In this sense, the regionally dominant monocultural landscapes can be more accurately described as true “food deserts.”[12] In spite of ongoing threats and a lack of support, traditional systems and family farming have shown resilience. They are still what guarantees what little remains in terms of food variety, food quality, agrobiodiversity, and supply to local and regional markets. Confronting food and nutritional insecurity requires breaking away from hegemonic agribusiness and establishing a new model of production and consumption predicated on the principles of agroecology and the commons, thus advancing the paths to food sovereignty.
Notes
Although pasture lands remained stable between 2010 and 2018 at approximately 170 million hectares, in the same period, 31.7 million hectares of pasturelands were abandoned or converted to other uses and a further 30.8 million hectares were occupied as grazing land (Image Processing and Geoprocessing Lab (Laboratório de Processamento de Imagens e Geoprocessamento/LAPIG – UFG, 2020).
See article in this dossier entitled “A President and a Parliament serving land grabbers through lawmaking and deregulation”.
Such as the Demonstrative Projects Subprogram (Subprograma Projetos Demonstrativos/PDA) and the Pro-Environment Subprogram (Pró-Ambiente, ended in 2000), the Food Acquisition Program (Programa de Aquisição de Alimentos/PAA), the Light for All Program (Luz para Todos), the Pronera Program and the Ecoforte Program.

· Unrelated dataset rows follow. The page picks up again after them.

//! Connection loop: one socket at a time, reconnecting with backoff
//!
//! The `TerminalSession` outlives every socket, so the grid, the active
//! prompt and any type-ahead survive a reconnect. The server replays its
//! last batch on resume and the session skips it when nothing was missed.

use anyhow::{bail, Result};
use cellquest_core::transport::{Backoff, Heartbeat, ReconnectConfig, KEEPALIVE_INTERVAL};
use cellquest_core::types::{ServerControl, ServerMessage};
use cellquest_core::{
    ClientMessage, MessageCodec, Surface, TerminalSession, VirtualTerminal, TERM_COLS, TERM_ROWS,
};
use crossterm::event::Event;
use futures::{SinkExt, Stream, StreamExt};
use std::path::PathBuf;
use std::time::Duration;
use tokio::net::TcpStream;
use tokio::sync::mpsc;
use tokio_tungstenite::tungstenite::protocol::frame::coding::CloseCode;
use tokio_tungstenite::tungstenite::Message;
use tokio_tungstenite::{MaybeTlsStream, WebSocketStream};
use tracing::{debug, info, warn};

use crate::keys::{translate, Input};
use crate::token_file;

type Socket = WebSocketStream<MaybeTlsStream<TcpStream>>;

#[derive(Debug, Clone)]
pub struct ClientConfig {
    pub url: String,
    /// Where the session token is kept between runs
    pub token_file: PathBuf,
    /// Ignore any stored token and start a new game
    pub fresh: bool,
    pub reconnect: ReconnectConfig,
    pub keepalive: Duration,
}

impl ClientConfig {
    pub fn new(url: impl Into<String>, token_file: PathBuf) -> Self {
        Self {
            url: url.into(),
            token_file,
            fresh: false,
            reconnect: ReconnectConfig::default(),
            keepalive: KEEPALIVE_INTERVAL,
        }
    }
}

/// Why the client stopped
#[derive(Debug, Clone, Copy, PartialEq, Eq)]
pub enum Exit {
    /// The player pressed Ctrl+C
    Quit,
    /// The server closed the session
    SessionEnded,
}

/// How one socket ended
enum Link {
    Quit,
    Ended,
    Lost,
}

pub struct Client<S: Surface> {
    config: ClientConfig,
    session: TerminalSession,
    surface: S,
}

impl<S: Surface> Client<S> {
    pub fn new(config: ClientConfig, surface: S) -> Self {
        let token = if config.fresh {
            None
        } else {
            token_file::load(&config.token_file)
        };
        if token.is_some() {
            info!("Resuming with stored token");
        }
        let session =
            TerminalSession::new(VirtualTerminal::new(TERM_ROWS, TERM_COLS)).with_token(token);
        Self {
            config,
            session,
            surface,
        }
    }

    pub fn surface(&self) -> &S {
        &self.surface
    }

    /// Play until the player quits or the server ends the session
    pub async fn run<K>(&mut self, keys: &mut K) -> Result<Exit>
    where
        K: Stream<Item = std::io::Result<Event>> + Unpin,
    {
        let mut backoff = Backoff::new(self.config.reconnect.clone());
        self.surface.present(self.session.terminal())?;

        loop {
            self.surface
                .status(&format!("Connecting to {}...", self.config.url))?;

            match tokio_tungstenite::connect_async(self.config.url.as_str()).await {
                Ok((socket, _)) => {
                    info!("Connected to {}", self.config.url);
                    backoff.reset();
                    self.surface.status("")?;
                    match self.drive(socket, keys).await? {
                        Link::Quit => return Ok(Exit::Quit),
                        Link::Ended => return Ok(Exit::SessionEnded),
                        Link::Lost => info!("Connection lost"),
                    }
                }
                Err(e) => warn!("Connect to {} failed: {}", self.config.url, e),
            }

            let Some(delay) = backoff.next_delay() else {
                bail!("Gave up after {} attempts", backoff.attempts());
            };
            self.surface.status(&format!(
                "Disconnected. Reconnecting in {}s... (Ctrl+C quits)",
                delay.as_secs().max(1)
            ))?;
            if self.wait_offline(delay, keys).await? {
                return Ok(Exit::Quit);
            }
        }
    }

    /// Run one socket until it ends
    async fn drive<K>(&mut self, socket: Socket, keys: &mut K) -> Result<Link>
    where
        K: Stream<Item = std::io::Result<Event>> + Unpin,
    {
        let (mut sink, mut stream) = socket.split();
        let (tx, mut rx) = mpsc::unbounded_channel::<ClientMessage>();
        let _ = tx.send(self.session.connect_message());
        let heartbeat = Heartbeat::spawn(tx.clone(), self.config.keepalive);

        let link = loop {
            tokio::select! {
                biased;

                Some(msg) = rx.recv() => {
                    let frame = MessageCodec::encode_client(&msg)?;
                    if let Err(e) = sink.send(Message::Text(frame)).await {
                        debug!("Send failed: {}", e);
                        break Link::Lost;
                    }
                }
                frame = stream.next() => match frame {
                    Some(Ok(Message::Text(text))) => self.on_frame(&text, &tx)?,
                    Some(Ok(Message::Close(Some(frame)))) if frame.code == CloseCode::Normal => {
                        info!("Server ended the session: {}", frame.reason);
                        break Link::Ended;
                    }
                    Some(Ok(Message::Close(frame))) => {
                        debug!("Server dropped the connection: {:?}", frame);
                        break Link::Lost;
                    }
                    Some(Ok(_)) => {}
                    Some(Err(e)) => {
                        debug!("Socket error: {}", e);
                        break Link::Lost;
                    }
                    None => break Link::Lost,
                },
                event = keys.next() => match event {
                    Some(Ok(event)) => {
                        if self.on_event(event, &tx)? {
                            let frame = MessageCodec::encode_client(&ClientMessage::reset())?;
                            let _ = sink.send(Message::Text(frame)).await;
                            break Link::Quit;
                        }
                    }
                    Some(Err(e)) => return Err(e.into()),
                    None => break Link::Quit,
                },
            }
        };

        heartbeat.abort();
        let _ = sink.close().await;
        Ok(link)
    }

    /// Sleep out a backoff delay while still taking keys; true on quit
    async fn wait_offline<K>(&mut self, delay: Duration, keys: &mut K) -> Result<bool>
    where
        K: Stream<Item = std::io::Result<Event>> + Unpin,
    {
        let sleep = tokio::time::sleep(delay);
        tokio::pin!(sleep);

        // Answers given now are resent when the server replays on resume
        let (tx, _rx) = mpsc::unbounded_channel();
        loop {
            tokio::select! {
                _ = &mut sleep => return Ok(false),
                event = keys.next() => match event {
                    Some(Ok(event)) => {
                        if self.on_event(event, &tx)? {
                            return Ok(true);
                        }
                    }
                    Some(Err(e)) => return Err(e.into()),
                    None => return Ok(true),
                },
            }
        }
    }

    fn on_frame(&mut self, text: &str, tx: &mpsc::UnboundedSender<ClientMessage>) -> Result<()> {
        let msg = match MessageCodec::decode_server(text) {
            Ok(msg) => msg,
            Err(e) => {
                warn!("Dropping malformed server frame: {}", e);
                return Ok(());
            }
        };

        if let ServerMessage::Control(ServerControl::Token { token }) = &msg {
            if let Err(e) = token_file::save(&self.config.token_file, token) {
                warn!("{:#}", e);
            }
        }

        for response in self.session.handle_server(msg) {
            let _ = tx.send(response);
        }
        self.surface.present(self.session.terminal())?;
        Ok(())
    }

    /// Handle a terminal event; true when the player asked to quit
    fn on_event(&mut self, event: Event, tx: &mpsc::UnboundedSender<ClientMessage>) -> Result<bool> {
        match event {
            Event::Key(key) => match translate(&key) {
                Some(Input::Quit) => return Ok(true),
                Some(Input::Key(key)) => {
                    if let Some(response) = self.session.handle_key(key) {
                        let _ = tx.send(response);
                    }
                    self.surface.present(self.session.terminal())?;
                }
                None => {}
            },
            Event::Resize(..) => self.surface.present(self.session.terminal())?,
            _ => {}
        }
        Ok(false)
    }
}

#[cfg(test)]
mod tests {
    use super::*;
    use cellquest_core::{MockSurface, RenderCommand};
    use crossterm::event::{KeyCode, KeyEvent, KeyModifiers};
    use cellquest_core::protocol::CLOSE_SESSION_ENDED;
    use futures::channel::mpsc as fmpsc;
    use serde_json::{json, Value};
    use tokio::net::TcpListener;
    use tokio_tungstenite::tungstenite::protocol::CloseFrame;

    type KeyFeed = fmpsc::UnboundedSender<std::io::Result<Event>>;
    type KeyStream = fmpsc::UnboundedReceiver<std::io::Result<Event>>;

    const TOKEN: &str = "00112233445566778899aabbccddeeff00112233445566778899aabbccddeeff";

    fn key_feed() -> (KeyFeed, KeyStream) {
        fmpsc::unbounded()
    }

    fn press(feed: &KeyFeed, code: KeyCode, modifiers: KeyModifiers) {
        feed.unbounded_send(Ok(Event::Key(KeyEvent::new(code, modifiers))))
            .unwrap();
    }

    fn scratch_token_file(name: &str) -> PathBuf {
        std::env::temp_dir().join(format!("cellquest-client-{}-{}", std::process::id(), name))
    }

    fn config(url: String, token_file: PathBuf) -> ClientConfig {
        let mut config = ClientConfig::new(url, token_file);
        config.reconnect.initial_backoff = Duration::from_millis(10);
        config
    }

    async fn listen() -> (TcpListener, String) {
        let listener = TcpListener::bind("127.0.0.1:0").await.unwrap();
        let url = format!("ws://{}/ws", listener.local_addr().unwrap());
        (listener, url)
    }

    async fn accept(listener: &TcpListener) -> WebSocketStream<TcpStream> {
        let (tcp, _) = listener.accept().await.unwrap();
        tokio_tungstenite::accept_async(tcp).await.unwrap()
    }

    async fn read_json(ws: &mut WebSocketStream<TcpStream>) -> Value {
        loop {
            match ws.next().await.unwrap().unwrap() {
                Message::Text(text) => return serde_json::from_str(&text).unwrap(),
                _ => continue,
            }
        }
    }

    async fn send_json(ws: &mut WebSocketStream<TcpStream>, value: Value) {
        ws.send(Message::Text(value.to_string())).await.unwrap();
    }

    async fn end_session(ws: &mut WebSocketStream<TcpStream>) {
        ws.close(Some(CloseFrame {
            code: CloseCode::Normal,
            reason: CLOSE_SESSION_ENDED.into(),
        }))
        .await
        .unwrap();
    }

    fn welcome() -> Value {
        serde_json::to_value(vec![
            RenderCommand::print("Welcome!"),
            RenderCommand::GetKey { options: None, epoch: 1 },
        ])
        .unwrap()
    }

    #[tokio::test]
    async fn test_plays_until_server_closes() {
        let (listener, url) = listen().await;
        let token_path = scratch_token_file("play");
        let _ = std::fs::remove_file(&token_path);

        let server = tokio::spawn(async move {
            let mut ws = accept(&listener).await;
            assert_eq!(read_json(&mut ws).await, json!({"type": "connect"}));
            send_json(&mut ws, json!({"type": "token", "token": TOKEN})).await;
            send_json(&mut ws, welcome()).await;

            let answer = read_json(&mut ws).await;
            end_session(&mut ws).await;
            answer
        });

        let (feed, mut keys) = key_feed();
        press(&feed, KeyCode::Char('y'), KeyModifiers::NONE);

        let mut client = Client::new(config(url, token_path.clone()), MockSurface::new());
        let exit = client.run(&mut keys).await.unwrap();

        assert_eq!(exit, Exit::SessionEnded);
        assert_eq!(server.await.unwrap(), json!({"input": "y", "epoch": 1}));
        assert_eq!(token_file::load(&token_path), Some(TOKEN.to_string()));
        let frame = client.surface().last_frame().unwrap();
        assert!(frame[0].starts_with("Welcome!"));

        let _ = std::fs::remove_file(&token_path);
    }

    #[tokio::test]
    async fn test_reconnects_with_token() {
        let (listener, url) = listen().await;
        let token_path = scratch_token_file("reconnect");
        let _ = std::fs::remove_file(&token_path);

        let server = tokio::spawn(async move {
            let mut ws = accept(&listener).await;
            read_json(&mut ws).await;
            send_json(&mut ws, json!({"type": "token", "token": TOKEN})).await;
            send_json(&mut ws, welcome()).await;
            drop(ws);

            // a bare close, as when the server drops an idle socket
            let mut ws = accept(&listener).await;
            let first = read_json(&mut ws).await;
            ws.close(None).await.unwrap();

            let mut ws = accept(&listener).await;
            let second = read_json(&mut ws).await;
            end_session(&mut ws).await;
            (first, second)
        });

        let (_feed, mut keys) = key_feed();
        let mut client = Client::new(config(url, token_path.clone()), MockSurface::new());
        let exit = client.run(&mut keys).await.unwrap();

        assert_eq!(exit, Exit::SessionEnded);
        let (first, second) = server.await.unwrap();
        assert_eq!(first, json!({"type": "connect", "token": TOKEN}));
        assert_eq!(second, json!({"type": "connect", "token": TOKEN}));

        let _ = std::fs::remove_file(&token_path);
    }

    #[tokio::test]
    async fn test_ctrl_c_sends_reset() {
        let (listener, url) = listen().await;
        let token_path = scratch_token_file("quit");

        let server = tokio::spawn(async move {
            let mut ws = accept(&listener).await;
            assert_eq!(read_json(&mut ws).await, json!({"type": "connect"}));
            read_json(&mut ws).await
        });

        let (feed, mut keys) = key_feed();
        press(&feed, KeyCode::Char('c'), KeyModifiers::CONTROL);

        let mut config = config(url, token_path.clone());
        config.fresh = true;
        let mut client = Client::new(config, MockSurface::new());

        assert_eq!(client.run(&mut keys).await.unwrap(), Exit::Quit);
        assert_eq!(server.await.unwrap(), json!({"type": "reset"}));

        let _ = std::fs::remove_file(&token_path);
    }
}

The term is usually applied to urban settings to refer to neighborhoods, specifically outlying ghettos, where access to proper, healthy food is limited. See: Map of Food Deserts in Brazil (Mapeamento dos Desertos Alimentares no Brasil). Technical Study. MDS, 2018.
Sílvio Isoppo Porto is a professor and researcher at the Federal University of Recôncavo da Bahia (UFRB) and former director of the National Supply Company (CONAB).
Diana Aguiar is a professor and researcher at the Federal University of Bahia (UFBA) and an advisor to the National Campaign in Defense of the Cerrado.